Google DeepMind Releases Gemini 2.5 Computer Use Model to Power UI-Controlled AI Agents
Google DeepMind Launches Gemini 2.5 Computer Use Model
Google DeepMind has introduced the Gemini 2.5 Computer Use model — a specialized variant of its Gemini 2.5 Pro system. This model enables AI agents to directly interact with graphical user interfaces by performing actions such as clicking, typing, scrolling, and manipulating interactive web elements.
---
Key Capabilities
Multimodal Interaction
The Computer Use model combines multimodal reasoning and visual understanding within environments like browsers and mobile apps, allowing the AI to:
- Interpret on-screen context
- Take appropriate actions in response
Benchmark Performance
Early testing demonstrates strong performance:
- Benchmarks: Online-Mind2Web, WebVoyager, AndroidWorld
- Accuracy: ~70% on Online-Mind2Web (DeepMind & Browserbase results)

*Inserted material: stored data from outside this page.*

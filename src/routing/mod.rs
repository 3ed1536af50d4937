//! Routing providers.
//!
//! The corridor manager asks a [`RouteProvider`] for the geometry, distance
//! and driving time between two points. Providers only ever see coordinates,
//! never segments.

pub mod cache;
pub mod straight_line;

use async_trait::async_trait;
use serde::{Deserialize, Serialize};
use std::sync::Arc;
use std::time::Duration;

use crate::types::Coordinates;

/// A routed leg.
#[derive(Debug, Clone, PartialEq, Serialize, Deserialize)]
pub struct Route {
    /// Polyline from origin to destination.
    pub geometry: Vec<Coordinates>,
    /// Distance in miles.
    pub distance_mi: f64,
    /// Driving time in minutes.
    pub duration_min: f64,
}

/// Routing failure. Never fatal to a reconciliation pass.
#[derive(Debug, Clone, PartialEq, thiserror::Error)]
pub enum RoutingError {
    /// The provider found no route, or an endpoint has no usable coordinates.
    #[error("No route between {origin:?} and {destination:?}")]
    NoRoute {
        /// Origin point, if known.
        origin: Option<Coordinates>,
        /// Destination point, if known.
        destination: Option<Coordinates>,
    },

    /// The request did not finish in time.
    #[error("Route request timed out after {0:?}")]
    Timeout(Duration),

    /// Provider-specific failure.
    #[error("Routing provider error: {0}")]
    Provider(String),
}

/// Source of routes between two points.
///
/// Calls must be idempotent for a given pair so that failed requests can be
/// retried on the next pass.
#[async_trait]
pub trait RouteProvider: Send + Sync {
    /// Route from `origin` to `destination`.
    async fn get_route(&self, origin: Coordinates, destination: Coordinates) -> Result<Route, RoutingError>;
}

#[async_trait]
impl<P: RouteProvider + ?Sized> RouteProvider for Arc<P> {
    async fn get_route(&self, origin: Coordinates, destination: Coordinates) -> Result<Route, RoutingError> {
        (**self).get_route(origin, destination).await
    }
}

pub use cache::{CachedRouter, RouteCacheStats};
pub use straight_line::StraightLineRouter;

- Response Times: Faster than other publicly evaluated systems
---
How It Works
The workflow is powered by the new `computer_use` tool within the Gemini API:
- Input to Model
- Screenshot of the environment
- Task description
- Record of previous actions
- Model Output
- Structured function calls (e.g., `click`, `type`, `scroll`)
- Execution Loop
- Client executes actions
- Updated screenshot sent back
- Process repeats until task completion
> While currently optimized for browsers, the model shows potential for mobile UI control and future desktop OS integration.
---
Industry Context: Beyond Interface Control
Open-source platforms such as AiToEarn demonstrate other ways interactive AI can be leveraged.
AiToEarn allows creators to:
- Generate AI-driven content
- Publish across multiple platforms simultaneously: Douyin, Kwai, WeChat, Bilibili, Rednote (Xiaohongshu), Facebook, Instagram, LinkedIn, Threads, YouTube, Pinterest, X (Twitter)
- Access analytics and model rankings
- Monetize creativity efficiently
This parallels Gemini’s intent to make automated, multimodal interaction more streamlined for real-world use.
---
Expert Perspectives
Senior Data Science Consultant Wissam Benhaddad commented:
> This solution is promising, but I do not think it’s production-ready yet. Current implementations are extremely slow and can often be replaced by standard API calls or direct app integrations. Reasoning should occur in a latent space for efficiency — capitalizing on Deep Learning strengths. I hope this product evolves in that direction.
---
Safety & Oversight
DeepMind has emphasized built-in guardrails:
- Protection against malicious prompts, unsafe actions, and scams
- Per-step safety service evaluates each action before execution
- Option to require user confirmation for sensitive tasks (e.g., purchases, system-level changes)
The system card details these safety protocols, advising thorough pre-deployment testing.
---
Availability
The Gemini 2.5 Computer Use model is available in preview via:
- Gemini API in Google AI Studio
- Vertex AI
---
Summary
For developers exploring:
- Intelligent agents
- Automation across multiple platforms
- Interactive AI in production environments
Tools like Gemini 2.5 Computer Use combined with open-source ecosystems like AiToEarn官网 can help bridge the gap between concept and scaled real-world deployment — merging powerful interface control with monetizable creative workflows.